In the previous lesson, you learned how to use ARIMA model to make time series predictions. Now you'll be looking at Support Vector Regressor model which is a regressor model used to predict continuous data.

Pre-lecture quiz

Introduction

In this lesson, you will discover a specific way to build models with SVM: Support Vector Machine for regression, or SVR: Support Vector Regressor.

SVR in the context of time series [^1]

Before understanding the importance of SVR in time series prediction, here are some of the important concepts that you need to know:

  • Regression: Supervised learning technique to predict continuous values from a given set of inputs. The idea is to fit a curve (or line) in the feature space that has the maximum number of data points. Click here for more information.
  • Support Vector Machine (SVM): A type of supervised machine learning model used for classification, regression and outliers detection. The model is a hyperplane in the feature space, which in case of classification acts as a boundary, and in case of regression acts as the best-fit line. In SVM, a Kernel function is generally used to transform the dataset to a space of higher number of dimensions, so that they can be easily separable. Click here for more information on SVMs.
  • Support Vector Regressor (SVR): A type of SVM, to find the best fit line (which in the case of SVM is a hyperplane) that has the maximum number of data points.

Why SVR? [^1]

In the last lesson you learned about ARIMA, which is a very successful statistical linear method to forecast time series data.
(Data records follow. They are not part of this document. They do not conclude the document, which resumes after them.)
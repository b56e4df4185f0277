//! CLI command definitions and argument parsing.

use clap::{Parser, Subcommand};
use std::path::PathBuf;

/// Folio CLI - Extract structured records from portfolio statements.
#[derive(Debug, Parser)]
#[command(name = "folio")]
#[command(version, about, long_about = None)]
pub struct Cli {
    /// Output format
    #[arg(short, long, value_enum, global = true)]
    pub format: Option<CliFormat>,

    /// Disable colored output
    #[arg(long, global = true)]
    pub no_color: bool,

    /// Configuration file path
    #[arg(short, long, global = true, env = "FOLIO_CONFIG")]
    pub config: Option<PathBuf>,

    #[command(subcommand)]
    pub command: Option<Command>,
}

/// Output format options.
#[derive(Debug, Clone, Copy, clap::ValueEnum)]
pub enum CliFormat {
    /// Table format (default)
    Table,
    /// JSON format
    Json,
    /// Quiet format (name and PAN only)
    Quiet,
}

/// CLI commands.
#[derive(Debug, Subcommand)]
pub enum Command {
    /// Extract a record from a statement text file
    Parse(ParseArgs),

    /// Merge fragment responses into one record
    Merge(MergeArgs),

    /// Extract a record and check it for consistency
    Validate(ValidateArgs),

    /// Enter interactive REPL mode
    Repl,
}

/// Arguments for the parse command.
#[derive(Debug, Parser)]
pub struct ParseArgs {
    /// Statement text file
    #[arg(required_unless_present = "stdin", conflicts_with = "stdin")]
    pub file: Option<PathBuf>,

    /// Read statement text from stdin
    #[arg(long)]
    pub stdin: bool,

    /// Split large statements into fragments and merge the results
    #[arg(long)]
    pub fragmented: bool,

    /// Derive metrics the statement left out
    #[arg(long)]
    pub enrich: bool,
}

/// Arguments for the merge command.
#[derive(Debug, Parser)]
pub struct MergeArgs {
    /// Files holding one fragment response each, in fragment order
    #[arg(required = true)]
    pub files: Vec<PathBuf>,
}

/// Arguments for the validate command.
#[derive(Debug, Parser)]
pub struct ValidateArgs {
    /// Statement text file
    pub file: PathBuf,
}

impl From<CliFormat> for crate::config::OutputFormat {
    fn from(format: CliFormat) -> Self {
        match format {
            CliFormat::Table => crate::config::OutputFormat::Table,
            CliFormat::Json => crate::config::OutputFormat::Json,
            CliFormat::Quiet => crate::config::OutputFormat::Quiet,
        }
    }
}
//! Configuration for the Extractor

use crate::error::ExtractorError;
use serde::{Deserialize, Serialize};
use std::path::Path;

/// How oversized text is cut into fragments
#[derive(Debug, Clone, Copy, PartialEq, Eq, Default, Serialize, Deserialize)]
#[serde(rename_all = "snake_case")]
pub enum FragmentStrategy {
    /// Pack blank-line separated blocks
    ByParagraph,
    /// Pack individual lines
    #[default]
    ByLine,
}

/// Configuration for the Extractor
#[derive(Debug, Clone, PartialEq, Serialize, Deserialize)]
#[serde(default)]
pub struct ExtractorConfig {
    /// Maximum input text length (characters)
    pub max_text_length: usize,

    /// Maximum fragment size (characters) for fragmented extraction
    pub max_fragment_size: usize,

    /// Fragment splitting strategy
    pub fragment_strategy: FragmentStrategy,
}

impl ExtractorConfig {
    /// Validate the configuration
    pub fn validate(&self) -> Result<(), ExtractorError> {
        if self.max_text_length == 0 {
            return Err(ExtractorError::Config(
                "max_text_length must be greater than 0".to_string(),
            ));
        }
        if self.max_fragment_size == 0 {
            return Err(ExtractorError::Config(
                "max_fragment_size must be greater than 0".to_string(),
            ));
        }
        if self.max_fragment_size > self.max_text_length {
            return Err(ExtractorError::Config(
                "max_fragment_size cannot exceed max_text_length".to_string(),
            ));
        }
        Ok(())
    }

    /// Load configuration from TOML string
    pub fn from_toml(toml_str: &str) -> Result<Self, ExtractorError> {
        let config: Self = toml::from_str(toml_str)
            .map_err(|e| ExtractorError::Config(format!("Failed to parse TOML: {}", e)))?;
        config.validate()?;
        Ok(config)
    }

    /// Load configuration from a TOML file
    pub fn from_file<P: AsRef<Path>>(path: P) -> Result<Self, ExtractorError> {
        let contents = std::fs::read_to_string(path.as_ref()).map_err(|e| {
            ExtractorError::Config(format!(
                "Failed to read {}: {}",
                path.as_ref().display(),
                e
            ))
        })?;
        Self::from_toml(&contents)
    }

    /// Serialize configuration to TOML string
    pub fn to_toml(&self) -> Result<String, ExtractorError> {
        toml::to_string_pretty(self)
            .map_err(|e| ExtractorError::Config(format!("Failed to serialize to TOML: {}", e)))
    }
}

impl Default for ExtractorConfig {
    fn default() -> Self {
        Self {
            max_text_length: 500_000,
            max_fragment_size: 4_000,
            fragment_strategy: FragmentStrategy::ByLine,
        }
    }
}

#[cfg(test)]
mod tests {
    use super::*;

    #[test]
    fn test_default_config_is_valid() {
        let config = ExtractorConfig::default();
        assert!(config.validate().is_ok());
    }

    #[test]
    fn test_invalid_max_text_length() {
        let config = ExtractorConfig {
            max_text_length: 0,
            ..Default::default()
        };
        assert!(config.validate().is_err());
    }

    #[test]
    fn test_invalid_fragment_size_too_large() {
        let mut config = ExtractorConfig::default();
        config.max_fragment_size = config.max_text_length + 1;
        assert!(config.validate().is_err());
    }

    #[test]
    fn test_toml_round_trip() {
        let config = ExtractorConfig {
            max_fragment_size: 1_000,
            fragment_strategy: FragmentStrategy::ByParagraph,
            ..Default::default()
        };
        let toml_str = config.to_toml().unwrap();
        let parsed = ExtractorConfig::from_toml(&toml_str).unwrap();

        assert_eq!(config, parsed);
    }

    #[test]
    fn test_partial_toml_uses_defaults() {
        let parsed = ExtractorConfig::from_toml("max_fragment_size = 2000").unwrap();
        assert_eq!(parsed.max_fragment_size, 2_000);
        assert_eq!(parsed.max_text_length, 500_000);
        assert_eq!(parsed.fragment_strategy, FragmentStrategy::ByLine);
    }

    #[test]
    fn test_invalid_toml_is_rejected() {
        assert!(ExtractorConfig::from_toml("max_fragment_size = 0").is_err());
        assert!(ExtractorConfig::from_toml("max_fragment_size = \"big\"").is_err());
    }
}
However, in many cases, time series data have non-linearity, which cannot be mapped by linear models. In such cases, the ability of SVM to consider non-linearity in the data for regression tasks makes SVR successful in time series forecasting.

Exercise - build an SVR model

The first few steps for data preparation are the same as that of the previous lesson on ARIMA.
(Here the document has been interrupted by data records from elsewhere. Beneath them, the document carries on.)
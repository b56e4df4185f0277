//! Command implementations.

pub mod merge;
pub mod parse;
pub mod validate;

pub use self::merge::execute_merge;
pub use self::parse::{execute_parse, extract_file};
pub use self::validate::execute_validate;
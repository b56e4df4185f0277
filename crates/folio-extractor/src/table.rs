//! Recent-activities table extraction

use crate::numeric::to_number;
use folio_domain::ActivityRow;
use tracing::debug;

/// Header line of the recent-activities table, tab separated
pub const ACTIVITY_HEADER: &str = "Scheme\tFolio No\tTran Date\tTran Type\tNAV\tUnits\tAmount";

/// Columns a row needs before it is accepted
pub const ACTIVITY_COLUMNS: usize = 7;

/// Extract every activity row following the table header
///
/// Rows run to the end of the text: blank lines and lines with fewer than
/// seven tab-separated fields are skipped rather than ending the table, and
/// fields beyond the seventh are ignored. No header means no rows.
///
/// # Examples
///
/// ```
/// use folio_extractor::{extract_activities, ACTIVITY_HEADER};
///
/// let text = format!("{}\nFund A\t123\t01-Jan-2024\tPurchase\t10.0\t100.0\t1,000.00", ACTIVITY_HEADER);
/// let rows = extract_activities(&text);
/// assert_eq!(rows.len(), 1);
/// assert_eq!(rows[0].amount, 1000.0);
/// ```
pub fn extract_activities(text: &str) -> Vec<ActivityRow> {
    let Some(start) = text.find(ACTIVITY_HEADER) else {
        return Vec::new();
    };

    let mut rows = Vec::new();
    // The first piece is whatever trails the header on its own line
    for line in text[start + ACTIVITY_HEADER.len()..].split('\n').skip(1) {
        let line = line.trim();
        if line.is_empty() {
            continue;
        }
        match parse_row(line) {
            Some(row) => rows.push(row),
            None => debug!("Skipping non-table line: {}", line),
        }
    }
    rows
}

/// Repeat the table header at the top of every fragment after the one holding it
///
/// Rows run to the end of the text, so whatever follows the header fragment is
/// still table content. Fragments before the header are left alone.
pub fn carry_table_header(fragments: Vec<String>) -> Vec<String> {
    let mut in_table = false;
    fragments
        .into_iter()
        .map(|fragment| {
            if in_table {
                return format!("{}\n{}", ACTIVITY_HEADER, fragment);
            }
            in_table = fragment.contains(ACTIVITY_HEADER);
            fragment
        })
        .collect()
}

fn parse_row(line: &str) -> Option<ActivityRow> {
    let cols: Vec<&str> = line.split('\t').collect();
    if cols.len() < ACTIVITY_COLUMNS {
        return None;
    }
    Some(ActivityRow {
        scheme: cols[0].to_string(),
        folio_no: cols[1].to_string(),
        tran_date: cols[2].to_string(),
        tran_type: cols[3].to_string(),
        nav: to_number(cols[4]),
        units: to_number(cols[5]),
        amount: to_number(cols[6]),
    })
}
Open the /working folder in this lesson and find the notebook.ipynb file.[^2]

  1. Run the notebook and import the necessary libraries: [^2]

    import sys
    sys.path.append('../../')
    import os
    import warnings
    import matplotlib.pyplot as plt
    import numpy as np
    import pandas as pd
    import datetime as dt
    import math
    
    from sklearn.svm import SVR
    from sklearn.preprocessing import MinMaxScaler
    from common.utils import load_data, mape
  2. Load the data from the /data/energy.csv file into a Pandas dataframe and take a look: [^2]

    energy = load_data('../../data')[['load']]
  3. Plot all the available energy data from January 2012 to December 2014: [^2]
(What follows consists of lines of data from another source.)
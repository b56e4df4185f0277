//! Parse command implementation.

use crate::cli::ParseArgs;
use crate::error::{CliError, Result};
use crate::output::Formatter;
use folio_domain::StructuredRecord;
use folio_extractor::Extractor;
use std::fs;
use std::io::{self, Read};
use std::path::Path;
use tracing::debug;

/// Execute the parse command.
pub async fn execute_parse(
    args: ParseArgs,
    extractor: &Extractor,
    formatter: &Formatter,
) -> Result<()> {
    let text = if args.stdin {
        let mut buffer = String::new();
        io::stdin().read_to_string(&mut buffer)?;
        buffer
    } else if let Some(file_path) = args.file {
        fs::read_to_string(file_path)?
    } else {
        return Err(CliError::InvalidInput(
            "Must specify either a file or --stdin".to_string(),
        ));
    };

    let record = extract_text(extractor, &text, args.fragmented, args.enrich).await?;
    println!("{}", formatter.format_record(&record)?);
    Ok(())
}

/// Read a statement file and extract a record from it.
pub async fn extract_file(
    extractor: &Extractor,
    path: &Path,
    fragmented: bool,
) -> Result<StructuredRecord> {
    let text = fs::read_to_string(path)?;
    extract_text(extractor, &text, fragmented, false).await
}

async fn extract_text(
    extractor: &Extractor,
    text: &str,
    fragmented: bool,
    enrich: bool,
) -> Result<StructuredRecord> {
    debug!("Extracting {} chars (fragmented: {})", text.len(), fragmented);
    let record = if fragmented {
        extractor.extract_fragmented(text).await?
    } else {
        extractor.extract(text)?
    };
    Ok(if enrich { record.enriched() } else { record })
}

#[cfg(test)]
mod tests {
    use super::*;
    use folio_extractor::ExtractorConfig;
    use tempfile::TempDir;

    const STATEMENT: &str = "JOHN SMITH [ABCDE1234F]\nTotal Portfolio Value\n(INR)\n1,20,000.00\nMF Current Cost\n(INR)\n1,00,000.00";

    #[tokio::test]
    async fn test_extract_file() {
        let dir = TempDir::new().unwrap();
        let path = dir.path().join("statement.txt");
        fs::write(&path, STATEMENT).unwrap();

        let extractor = Extractor::new(ExtractorConfig::default());
        let record = extract_file(&extractor, &path, false).await.unwrap();
        assert_eq!(record.pan, "ABCDE1234F");
        assert_eq!(record.abs_return, 0.0);
    }

    #[tokio::test]
    async fn test_enrich_derives_abs_return() {
        let extractor = Extractor::new(ExtractorConfig::default());
        let record = extract_text(&extractor, STATEMENT, true, true).await.unwrap();
        assert_eq!(record.abs_return, 20.0);
    }

    #[tokio::test]
    async fn test_missing_file() {
        let dir = TempDir::new().unwrap();
        let extractor = Extractor::new(ExtractorConfig::default());
        let result = extract_file(&extractor, &dir.path().join("nope.txt"), false).await;
        assert!(matches!(result, Err(CliError::Io(_))));
    }
}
    energy.plot(y='load', subplots=True, figsize=(15, 8), fontsize=12)
    plt.xlabel('timestamp', fontsize=12)
    plt.ylabel('load', fontsize=12)
    plt.show()

    full data

    Now, let's build our SVR model.

Create training and testing datasets

Now your data is loaded, so you can separate it into train and test sets. Then you'll reshape the data to create a time-step based dataset which will be needed for the SVR. You'll train your model on the train set. After the model has finished training, you'll evaluate its accuracy on the training set, testing set and then the full dataset to see the overall performance. You need to ensure that the test set covers a later period in time from the training set to ensure that the model does not gain information from future time periods [^2] (a situation known as Overfitting).

  1. Allocate a two-month period from September 1 to October 31, 2014 to the training set. The test set will include the two-month period of November 1 to December 31, 2014: [^2]

    train_start_dt = '2014-11-01 00:00:00'
    test_start_dt = '2014-12-30 00:00:00'
  2. Visualize the differences: [^2]

    energy[(energy.index < test_start_dt) & (energy.index >= train_start_dt)][['load']].rename(columns={'load':'train'}) \
        .join(energy[test_start_dt:][['load']].rename(columns={'load':'test'}), how='outer') \
        .plot(y=['train', 'test'], figsize=(15, 8), fontsize=12)
    plt.xlabel('timestamp', fontsize=12)
    plt.ylabel('load', fontsize=12)
    plt.show()

    training and testing data

Prepare the data for training

Now, you need to prepare the data for training by performing filtering and scaling of your data. Filter your dataset to only include the time periods and columns you need, and scaling to ensure the data is projected in the interval 0,1.

  1. Filter the original dataset to include only the aforementioned time periods per set and only including the needed column 'load' plus the date: [^2]

    train = energy.copy()[(energy.index >= train_start_dt) & (energy.index < test_start_dt)][['load']]
    test = energy.copy()[energy.index >= test_start_dt][['load']]
    
    print('Training data shape: ', train.shape)
    print('Test data shape: ', test.shape)
    Training data shape:  (1416, 1)
    Test data shape:  (48, 1)
  2. Scale the training data to be in the range (0, 1): [^2]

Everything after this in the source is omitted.